The United Nations Children's Fund (UNICEF) estimates that at least 200 million women and girls have undergone FGM in the world. FGM has been practiced mainly in the western, eastern, and north-eastern regions of Africa and some countries in the Middle East and Asia. FGM is also found in western countries such as United Kingdom, United States and Canada.
According to the data from Demographic and Health Surveys (DHS) and Multiple Indicator Cluster Surveys (MICS), more than 65 percent of women ages 15-49 years have undergone FGM at least in 10 countries. In Guinea, the prevalence of FGM has slowly declined from 98.6 in 1999 to 96.8 in 2016, but it remains extremely high.
The following charts show that the socioeconomic status of women is correlated with the prevalence of FGM:
Most women have undergone FGM before reaching 15 years old. In several countries, more than 50 percent of women experienced FGM before the age of 5.
Based on the available data, FGM is usually carried out by a traditional practitioner such as traditional circumciser, barber, or traditional birth attendant in the communities. Anesthetic and antiseptics are generally not used. In some cases, FGM is performed by a medical professional. However, the United Nations Population Fund (UNFPA) has warned that there are no safe FGM practices even when medical professionals are involved since FGM could lead to serious medical complications.
DHS and MICS classifies FGM into four main categories, depending on the procedure:
Sewn closed (or Infibulation), narrowing of the vaginal opening through the creation of a covering seal, is the most invasive and severe form of FGM. In Sudan, the majority of women have undergone this type of FGM.
While the data shows high prevalence in some countries, women do not necessarily support the practice of FGM, which appears deeply rooted in culture, social norm, and traditions.

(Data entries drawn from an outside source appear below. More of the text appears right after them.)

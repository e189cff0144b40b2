//! Vendor-defined models: custom opcodes carrying opaque payloads.

use std::sync::Arc;

use crate::error::{MeshError, MeshResult};
use crate::models::registry::Publication;
use crate::stack::Opcode;

/// An inbound message on a vendor model.
#[derive(Debug, Clone)]
pub struct VendorMessage {
    pub opcode: Opcode,
    pub payload: Vec<u8>,
    /// Source unicast address.
    pub src_addr: u16,
}

/// Handles inbound vendor-model messages. Called without registry locks
/// held.
pub type VendorHandler = Arc<dyn Fn(&VendorMessage) + Send + Sync>;

/// Configuration for one vendor model instance.
#[derive(Clone)]
pub struct VendorConfig {
    pub company_id: u16,
    pub model_id: u16,
    /// Every opcode this model sends or receives. The stack registers the
    /// table at initialization and drops traffic outside it.
    pub opcodes: Vec<Opcode>,
    pub handler: Option<VendorHandler>,
    /// Allocate a publication context so messages can be published.
    pub publish: bool,
}

impl VendorConfig {
    pub fn new(company_id: u16, model_id: u16) -> Self {
        Self { company_id, model_id, opcodes: Vec::new(), handler: None, publish: true }
    }

    pub fn with_opcode(mut self, opcode: Opcode) -> Self {
        self.opcodes.push(opcode);
        self
    }

    pub fn with_handler(mut self, f: impl Fn(&VendorMessage) + Send + Sync + 'static) -> Self {
        self.handler = Some(Arc::new(f));
        self
    }

    pub fn with_publication(mut self, enabled: bool) -> Self {
        self.publish = enabled;
        self
    }
}

/// Runtime state for one vendor entry.
pub(crate) struct VendorState {
    pub(crate) company_id: u16,
    pub(crate) model_id: u16,
    pub(crate) handler: Option<VendorHandler>,
    pub(crate) publication: Publication,
}

impl VendorState {
    pub(crate) fn new(config: VendorConfig) -> Self {
        Self {
            company_id: config.company_id,
            model_id: config.model_id,
            handler: config.handler,
            publication: Publication::new(config.publish),
        }
    }
}

/// Rejects opcode tables that the stack would refuse or misroute.
pub(crate) fn validate(config: &VendorConfig) -> MeshResult<()> {
    if config.opcodes.is_empty() {
        return Err(MeshError::InvalidConfig(format!(
            "vendor model CID 0x{:04X} MID 0x{:04X} declares no opcodes",
            config.company_id, config.model_id
        )));
    }
    for op in &config.opcodes {
        if !op.is_vendor() {
            return Err(MeshError::InvalidConfig(format!(
                "opcode {} is outside the vendor range",
                op
            )));
        }
        if op.company_id() != config.company_id {
            return Err(MeshError::InvalidConfig(format!(
                "opcode {} carries company 0x{:04X} but the model declares 0x{:04X}",
                op,
                op.company_id(),
                config.company_id
            )));
        }
    }
    Ok(())
}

FGM has been proven to have no medical benefits, and instead poses significant health risks. This practice is mostly performed on girls before they reach puberty – while they are still too young to make significant decisions for themselves. And in the countries where it is still practiced, the majority of women do not support FGM. In 20 out of 26 countries with data, more than half of women think that FGM should end.